プールから上がってシャワーを浴び、着替えたところで、“Jane, physical therapist”という子に手を引かれ、マットの上に寝かされた。おや、back ground musicも変わった。ヨハンシュトラウスのウィーンワルツだ。見渡すと、指導者に付き添われて、熱心に陶芸、書道、絵を描いている人、楽器をいじっている人もいる。
“Just, relax, Dr.” 彼女は私の背中側から羽交い締めするように肌を寄せてくる。彼女の胸のふくらみも背中で感じざるを得ない。彼女の白い足が私の足にからまって、筋肉、関節、腱を気持ちよくストレッチしていく。“Trapezius, brachialis・・・”一つ一つの筋肉の名前をラテン語でささやくのだが、これも単なるあやしげなストレッチではなく、よく分かってやってくれている、さすが専門家だ、と学名になじみがある医師の心をくすぐる。“What’s this?” 私は聞いた。“This is a passive stretch, Dr.”
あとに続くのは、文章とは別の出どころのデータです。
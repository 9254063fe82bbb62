//! Per-metric extraction from device shell output.
//!
//! Each extractor issues one shell query (two on the app-memory fallback
//! path) and scrapes a single value out of the text response. The scraping
//! heuristics are deliberately confined to this module so they can be
//! swapped per device/OS version without touching scheduling or
//! aggregation.

use std::str::FromStr;

use crate::device::Device;
use crate::error::{Error, Result};

/// Characters stripped from the system-wide meminfo token before parsing.
const MEM_DECORATION: &[char] = &['(', 'k', 'B', ',', 'K'];

/// The supported metric kinds, in the fixed sampling order.
#[derive(Debug, Clone, Copy, PartialEq, Eq, Hash)]
pub enum MetricKind {
    /// Aggregate CPU load percentage (`dumpsys cpuinfo`).
    Cpu,
    /// Memory use in kB, system-wide or per app (`dumpsys meminfo`).
    Mem,
    /// GPU memory use for a package (`dumpsys gfxinfo`).
    GpuMem,
    /// Current cpu0 scaling frequency (cpufreq sysfs).
    CpuClockspeed,
}

impl MetricKind {
    /// All supported kinds, in the order they appear in a sample row.
    pub const ALL: [MetricKind; 4] = [
        MetricKind::Cpu,
        MetricKind::Mem,
        MetricKind::GpuMem,
        MetricKind::CpuClockspeed,
    ];

    /// Extract this metric's value from the device.
    ///
    /// `app` is the package under test; only the memory metrics use it.
    pub fn extract(&self, device: &dyn Device, app: Option<&str>) -> Result<String> {
        match self {
            MetricKind::Cpu => cpu_usage(device),
            MetricKind::Mem => mem_usage(device, app),
            MetricKind::GpuMem => gpu_memory_usage(device, app.unwrap_or_default()),
            MetricKind::CpuClockspeed => cpu_clockspeed(device),
        }
    }
}

impl std::fmt::Display for MetricKind {
    fn fmt(&self, f: &mut std::fmt::Formatter<'_>) -> std::fmt::Result {
        match self {
            Self::Cpu => write!(f, "cpu"),
            Self::Mem => write!(f, "mem"),
            Self::GpuMem => write!(f, "GPU_mem"),
            Self::CpuClockspeed => write!(f, "cpu_clockspeed"),
        }
    }
}

impl FromStr for MetricKind {
    type Err = Error;

    fn from_str(s: &str) -> Result<Self> {
        match s {
            "cpu" => Ok(Self::Cpu),
            "mem" => Ok(Self::Mem),
            "GPU_mem" => Ok(Self::GpuMem),
            "cpu_clockspeed" => Ok(Self::CpuClockspeed),
            other => Err(Error::UnsupportedMetric(other.to_string())),
        }
    }
}

/// Get aggregate CPU usage in percent.
///
/// Some Android builds emit a malformed negative-fraction token like
/// `12.-5%`; the stray minus is dropped. [`normalize_cpu_token`] is
/// idempotent, so re-normalizing persisted values is harmless.
pub fn cpu_usage(device: &dyn Device) -> Result<String> {
    let raw = device.shell("dumpsys cpuinfo | grep TOTAL")?;
    let token = raw.split('%').next().unwrap_or("");
    Ok(normalize_cpu_token(token))
}

fn normalize_cpu_token(token: &str) -> String {
    token.replace(".-", ".").trim().to_string()
}

/// Get memory usage in kB for `app`; system-wide usage when `app` is absent.
pub fn mem_usage(device: &dyn Device, app: Option<&str>) -> Result<String> {
    match app {
        None | Some("") => {
            let raw = device.shell("dumpsys meminfo | grep Used")?;
            let cleaned: String = raw.chars().filter(|c| !MEM_DECORATION.contains(c)).collect();
            cleaned
                .split_whitespace()
                .nth(2)
                .map(str::to_string)
                .ok_or_else(|| Error::Device {
                    device: device.id().to_string(),
                    reason: format!("unexpected meminfo output: {raw:?}"),
                })
        }
        Some(app) => {
            let mut result = device.shell(&format!("dumpsys meminfo {app} | grep TOTAL"))?;
            if result.is_empty() {
                // Some devices return nothing for the grep form; the full
                // dump also tells us when the process does not exist.
                result = device.shell(&format!("dumpsys meminfo {app}"))?;
                if result.contains("No process found") {
                    return Err(Error::ProcessNotFound(app.to_string()));
                }
            }
            result
                .split_whitespace()
                .nth(1)
                .map(str::to_string)
                .ok_or_else(|| Error::Device {
                    device: device.id().to_string(),
                    reason: format!("unexpected meminfo output for {app}: {result:?}"),
                })
        }
    }
}

/// Get total GPU memory usage for a package.
pub fn gpu_memory_usage(device: &dyn Device, package: &str) -> Result<String> {
    let raw = device.shell(&format!(
        "dumpsys gfxinfo {package} | grep -A1 'Total GPU memory usage:'"
    ))?;
    raw.split(',')
        .nth(1)
        .map(|s| s.trim().to_string())
        .ok_or_else(|| Error::Device {
            device: device.id().to_string(),
            reason: format!("unexpected gfxinfo output for {package}: {raw:?}"),
        })
}

/// Get the current cpu0 scaling frequency, verbatim.
pub fn cpu_clockspeed(device: &dyn Device) -> Result<String> {
    device.shell("cat /sys/devices/system/cpu/cpu0/cpufreq/scaling_cur_freq")
}

#[cfg(test)]
mod tests {
    use super::*;
    use crate::testutil::FakeDevice;

    #[test]
    fn cpu_usage_takes_token_before_percent() {
        let dev = FakeDevice::new("d")
            .respond("dumpsys cpuinfo | grep TOTAL", "12.5% TOTAL: 6% user + 4% kernel");
        assert_eq!(cpu_usage(&dev).unwrap(), "12.5");
    }

    #[test]
    fn cpu_usage_repairs_negative_fraction_artifact() {
        let dev = FakeDevice::new("d")
            .respond("dumpsys cpuinfo | grep TOTAL", "3.-7% TOTAL");
        assert_eq!(cpu_usage(&dev).unwrap(), "3.7");
    }

    #[test]
    fn cpu_normalization_is_idempotent() {
        let once = normalize_cpu_token("3.-7");
        let twice = normalize_cpu_token(&once);
        assert_eq!(once, twice);
        assert_eq!(once, "3.7");
    }

    #[test]
    fn mem_usage_system_wide_strips_decoration() {
        let dev = FakeDevice::new("d").respond(
            "dumpsys meminfo | grep Used",
            " Used RAM: 2,374,472K (2,032,616K used pss + 341,856K kernel)",
        );
        // After deleting '(', 'k', 'B', ',', 'K' the third whitespace field
        // is the used-RAM figure.
        assert_eq!(mem_usage(&dev, None).unwrap(), "2374472");
    }

    #[test]
    fn mem_usage_app_takes_second_field() {
        let dev = FakeDevice::new("d").respond(
            "dumpsys meminfo com.example | grep TOTAL",
            "       TOTAL   123456     2000    14000",
        );
        assert_eq!(mem_usage(&dev, Some("com.example")).unwrap(), "123456");
    }

    #[test]
    fn mem_usage_app_falls_back_to_full_dump() {
        let dev = FakeDevice::new("d")
            .respond("dumpsys meminfo com.example | grep TOTAL", "")
            .respond("dumpsys meminfo com.example", "  TOTAL   98765   2000");
        assert_eq!(mem_usage(&dev, Some("com.example")).unwrap(), "98765");
    }

    #[test]
    fn mem_usage_missing_process_is_fatal() {
        let dev = FakeDevice::new("d")
            .respond("dumpsys meminfo com.gone | grep TOTAL", "")
            .respond("dumpsys meminfo com.gone", "No process found for: com.gone");
        match mem_usage(&dev, Some("com.gone")) {
            Err(Error::ProcessNotFound(app)) => assert_eq!(app, "com.gone"),
            other => panic!("expected ProcessNotFound, got {other:?}"),
        }
    }

    #[test]
    fn gpu_memory_takes_second_comma_field() {
        let dev = FakeDevice::new("d").respond(
            "dumpsys gfxinfo com.example | grep -A1 'Total GPU memory usage:'",
            "Total GPU memory usage:   53477376 bytes, 51.00 MB",
        );
        assert_eq!(gpu_memory_usage(&dev, "com.example").unwrap(), "51.00 MB");
    }

    #[test]
    fn clockspeed_is_verbatim() {
        let dev = FakeDevice::new("d").respond(
            "cat /sys/devices/system/cpu/cpu0/cpufreq/scaling_cur_freq",
            "1804800",
        );
        assert_eq!(cpu_clockspeed(&dev).unwrap(), "1804800");
    }

    #[test]
    fn metric_kind_round_trips_config_spelling() {
        for kind in MetricKind::ALL {
            assert_eq!(kind.to_string().parse::<MetricKind>().unwrap(), kind);
        }
        assert!(matches!(
            "disk".parse::<MetricKind>(),
            Err(Error::UnsupportedMetric(_))
        ));
    }
}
20分ぐらいで終わってところで、Elizabeth, と名乗るgreen eyeのphysical therapistによるoil massageが始まった。乙女の柔らかな手が頸部、肩、腕、背中、下肢の筋肉をやさしくもみほぐしていく。余りの気持ちよさについうとうとしてしまった。
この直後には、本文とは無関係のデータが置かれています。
//! High-level profiler facade tying sampling, persistence, and aggregation
//! together the way an experiment driver consumes them.

use std::path::{Path, PathBuf};
use std::sync::Arc;

use crate::aggregate;
use crate::config::SamplerConfig;
use crate::device::Device;
use crate::error::Result;
use crate::sampler::Sampler;
use crate::table;
use crate::tree;

/// One profiler instance drives the sample → persist → aggregate lifecycle
/// for a sequence of runs sharing a configuration.
pub struct AndroidProfiler {
    sampler: Sampler,
    output_dir: PathBuf,
}

impl AndroidProfiler {
    pub fn new(config: SamplerConfig, output_dir: impl Into<PathBuf>) -> Self {
        Self {
            sampler: Sampler::new(config),
            output_dir: output_dir.into(),
        }
    }

    /// Redirect run output, e.g. when the experiment moves to the next
    /// subject.
    pub fn set_output(&mut self, output_dir: impl Into<PathBuf>) {
        self.output_dir = output_dir.into();
    }

    pub fn output_dir(&self) -> &Path {
        &self.output_dir
    }

    /// Begin sampling `device` for one run.
    pub fn start_profiling(&mut self, device: Arc<dyn Device>, app: Option<String>) {
        self.sampler.start(device, app);
    }

    /// Request the current run to end. Never blocks on an in-flight tick.
    pub fn stop_profiling(&self) {
        self.sampler.stop();
    }

    /// Persist the finished run's samples under the output directory as
    /// `{device_id}_{timestamp}.csv`, returning the path written. Surfaces
    /// a tick error if one terminated the run.
    pub fn collect_results(&mut self, device_id: &str) -> Result<PathBuf> {
        let table = self.sampler.finish()?;
        table::write_run(&table, &self.output_dir, device_id)
    }

    /// Reduce all run files in the output directory into its
    /// `Aggregated.csv`.
    pub fn aggregate_subject(&self) -> Result<PathBuf> {
        aggregate::aggregate_subject(&self.output_dir)
    }

    /// Flatten a whole experiment tree into one final table at
    /// `output_file`.
    pub fn aggregate_end(data_dir: &Path, output_file: &Path) -> Result<()> {
        let rows = tree::aggregate_tree(data_dir)?;
        tree::write_subject_rows(output_file, &rows)
    }
}
//! Abstract device collaborator and the adb-backed implementation.
//!
//! Everything the sampler needs from a device fits behind [`Device`]: a
//! synchronous `shell` call returning the command's text output, and a
//! stable identifier used in run filenames. Tests substitute canned
//! implementations; production code uses [`AdbDevice`].

use std::process::{Command, Stdio};

use crate::error::{Error, Result};

/// A remote device that can execute shell commands.
///
/// `shell` may block for the duration of the remote roundtrip; there is no
/// built-in timeout. Callers needing bounded latency wrap their device in a
/// timeout adapter.
pub trait Device: Send + Sync {
    /// Run a shell command on the device and return its text output.
    fn shell(&self, command: &str) -> Result<String>;

    /// Stable device identifier (e.g. an adb serial).
    fn id(&self) -> &str;
}

/// A device reached through the local `adb` binary.
#[derive(Debug, Clone)]
pub struct AdbDevice {
    serial: String,
}

impl AdbDevice {
    pub fn new(serial: impl Into<String>) -> Self {
        Self {
            serial: serial.into(),
        }
    }
}

impl Device for AdbDevice {
    fn shell(&self, command: &str) -> Result<String> {
        let output = Command::new("adb")
            .arg("-s")
            .arg(&self.serial)
            .arg("shell")
            .arg(command)
            .stdin(Stdio::null())
            .output()
            .map_err(|e| Error::Device {
                device: self.serial.clone(),
                reason: format!("failed to spawn adb: {e}"),
            })?;

        if !output.status.success() {
            return Err(Error::Device {
                device: self.serial.clone(),
                reason: format!(
                    "adb shell exited with {}: {}",
                    output.status,
                    String::from_utf8_lossy(&output.stderr).trim()
                ),
            });
        }

        Ok(String::from_utf8_lossy(&output.stdout)
            .trim_end()
            .to_string())
    }

    fn id(&self) -> &str {
        &self.serial
    }
}

#[cfg(test)]
mod tests {
    use super::*;

    #[test]
    fn adb_device_reports_serial_as_id() {
        let dev = AdbDevice::new("emulator-5554");
        assert_eq!(dev.id(), "emulator-5554");
    }
}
“Wake up, Dr.” “ Let’s have a lunch” 連れていかれたところは、オープンキッチンのカウンターだ。グラスには気持ちよい音をたてて、給仕係らしいblue eyeの子が重く渋みのあるボルドーのメドックの赤ワイン注いでくれる。カウンター内のハンサムなシェフが盛りつけてくれる、すばらしく新鮮な野菜サラダだ、味をひきたてる味噌味のドレッシングがズッキーニ、アスパラガス、キュウリ、にんじんなどの根野菜の歯ごたえによく調和する。一口ごとに元気になっていく感じがする。食べ終わったところで揚げたてのトンカツが次々と皿に盛られていく。次々とフォークで口に運ぶのだが、パン粉のころもの粒もきめ細かくうすく、ジューシーな豚肉にソースの味付けとマスタードの辛さがマッチして最高だ。デザートはイタリアンドルチェの定番 パンナコッタとダブルのブラックのエスプレッソだ。この美味さは何なんだ。私の応援団も私がのどを通すたびに拍手また拍手だ。私が食べるたびにうれしくてしょうがないという顔をするのだ。すっかり、食べないわけにはいかない。全部食べたといってまたハグだ。ボーナスの紙幣もくれた。
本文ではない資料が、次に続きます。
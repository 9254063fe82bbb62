//! # droidprof-core
//!
//! Sample resource-usage metrics from Android devices while a test subject
//! runs, persist the timestamped samples per run, and aggregate many runs
//! into per-subject and cross-experiment summaries.
//!
//! ## Quick Start
//!
//! ```no_run
//! use std::sync::Arc;
//! use droidprof_core::{AdbDevice, AndroidProfiler, SamplerConfig};
//!
//! let config = SamplerConfig::new(1000, &["cpu".to_string(), "mem".to_string()]);
//! let mut profiler = AndroidProfiler::new(config, "results/pixel/subjectX/android");
//!
//! let device = Arc::new(AdbDevice::new("emulator-5554"));
//! profiler.start_profiling(device, None);
//! // ... run the subject under test ...
//! profiler.stop_profiling();
//! profiler.collect_results("emulator-5554").unwrap();
//! profiler.aggregate_subject().unwrap();
//! ```
//!
//! ## Architecture
//!
//! Device shell → metric extractors → sampling loop → run CSVs →
//! per-subject aggregate → cross-experiment table.
//!
//! The sampling loop re-arms itself at a configured interval, correcting
//! for the latency of the sampling calls, and a single mutex keeps
//! start/stop/tick from racing on the sample table. Aggregation is a
//! two-stage mean: per-run means first, then a mean of means per subject;
//! the tree walker finally flattens every subject's aggregate into one
//! table.

pub mod aggregate;
pub mod config;
pub mod device;
pub mod error;
pub mod metrics;
pub mod profiler;
pub mod sampler;
pub mod table;
pub mod tree;

#[cfg(test)]
pub(crate) mod testutil;

pub use aggregate::{AGGREGATE_FILENAME, FIELD_PREFIX, RunAggregate, aggregate_run_dir, aggregate_subject};
pub use config::{RawConfig, SamplerConfig};
pub use device::{AdbDevice, Device};
pub use error::{Error, Result};
pub use metrics::{MetricKind, cpu_clockspeed, cpu_usage, gpu_memory_usage, mem_usage};
pub use profiler::AndroidProfiler;
pub use sampler::Sampler;
pub use table::{SampleTable, run_filename, write_run};
pub use tree::{SubjectRow, SubjectScope, aggregate_tree, write_subject_rows};

/// Library version (from Cargo.toml).
pub const VERSION: &str = env!("CARGO_PKG_VERSION");
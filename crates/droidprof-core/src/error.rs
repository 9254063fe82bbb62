//! Error types shared across sampling and aggregation.

use std::path::PathBuf;

/// Errors that can occur while sampling a device or aggregating run logs.
#[derive(Debug, thiserror::Error)]
pub enum Error {
    /// A requested data point is not in the supported metric set.
    ///
    /// Non-fatal at configuration time: invalid entries are dropped with a
    /// warning. Surfaces as an error only when a caller parses a metric
    /// name directly.
    #[error("unsupported metric '{0}'")]
    UnsupportedMetric(String),

    /// The device reported that the profiled app/package is not running.
    #[error("no process found on device for '{0}'")]
    ProcessNotFound(String),

    /// A run directory or run file has nothing to average over.
    #[error("nothing to aggregate in {path:?}: {reason}")]
    EmptyAggregationSet { path: PathBuf, reason: String },

    /// A run or aggregate file could not be interpreted as a metric table.
    #[error("malformed table in {path:?}: {reason}")]
    MalformedTable { path: PathBuf, reason: String },

    /// The device shell transport failed.
    #[error("device '{device}' shell failed: {reason}")]
    Device { device: String, reason: String },

    /// Read/write failure on a run or aggregate file.
    #[error("I/O failure: {0}")]
    Io(#[from] std::io::Error),
}

pub type Result<T> = std::result::Result<T, Error>;
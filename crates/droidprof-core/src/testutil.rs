//! Canned-response devices for unit tests.

use std::collections::HashMap;
use std::sync::Mutex;

use crate::device::Device;
use crate::error::{Error, Result};

/// Device that answers shell commands from canned responses.
///
/// Multiple responses to the same command are played back in order, the
/// last one repeating indefinitely.
pub(crate) struct FakeDevice {
    id: String,
    responses: Mutex<HashMap<String, Vec<String>>>,
}

impl FakeDevice {
    pub(crate) fn new(id: &str) -> Self {
        Self {
            id: id.to_string(),
            responses: Mutex::new(HashMap::new()),
        }
    }

    pub(crate) fn respond(self, command: &str, output: &str) -> Self {
        self.responses
            .lock()
            .unwrap()
            .entry(command.to_string())
            .or_default()
            .push(output.to_string());
        self
    }
}

impl Device for FakeDevice {
    fn shell(&self, command: &str) -> Result<String> {
        let mut responses = self.responses.lock().unwrap();
        let queue = responses.get_mut(command).ok_or_else(|| Error::Device {
            device: self.id.clone(),
            reason: format!("no canned response for {command:?}"),
        })?;
        if queue.len() > 1 {
            Ok(queue.remove(0))
        } else {
            queue.first().cloned().ok_or_else(|| Error::Device {
                device: self.id.clone(),
                reason: format!("response queue drained for {command:?}"),
            })
        }
    }

    fn id(&self) -> &str {
        &self.id
    }
}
“Let’s play cards, Dr.” 連れて行かれた緑もあざやかなカードテーブル、プール歩行で得た「フラミンゴ」紙幣をチップに両替してくれる。ブラックジャック、ポーカーをやってみたがディーラの子の笑顔に釣り込まれたのと、私を囲む女の子たちの声援にこちらも興奮してしまって気が付いたらチップが倍ほどに増えていた。いやについている。これも夢らしいな。
“Let’s play roulette, Dr.” 取り巻きにつれて行かれた本格的なルーレット台、これは塗りの色といい、木目の見事な本格的な美しい台である。見ているだけでも楽しい。これまた応援団の声援にハデに賭けまくったら、瞬く間に無くなってしまった。 あれ、夢なのに!“ Oh, no” “ Oh, God” などと彼女たちの落胆の声と、なかには涙さえみせる子もいる。とにかく1日中私の一挙一動に一喜一憂してくれる、金目当てでもないのに、これほど関心をもってくれる女の子に囲まれて過ごす一日なんて!
迎えの車がきたという声で出口に向かってみると、送って出た受付係は何と和服姿の八千草薫が頭を下げているではないか。さすがは夢だ、よく最後に私の初恋の人を登場させてくれた、このキャスティングをよく思いついてくれた。「ここの施設の名前は何ですか?明日も来たいので」と聞くと「ここは共立荻野病院の通所リハビリテーション、デイケア「フラミンゴ」です。明日はゴルフをなさいませ、ロング、ミドル、ショートの3コースしかありませんが、これをゆっくり何回も回って、途中の緑に囲まれたしもたや風の茶店でビールを飲んで芝生の上で寝そべったりしていらして、とても楽しそうですよ、私もキャディーとしてお供させていただきます。雨の日や暑い日は室内でのビリヤード、ボーリング、テニスもできますよ」と笑顔で答えてくれた。こんな人に重いキャディーバッグを担がせるわけにはいかない。明日は自分で担いでもこの人に同行してもらおう。初恋の人にお互いこの若さで会えるなんて、胸がキューンと鳴る。何とすばらしい夢だ。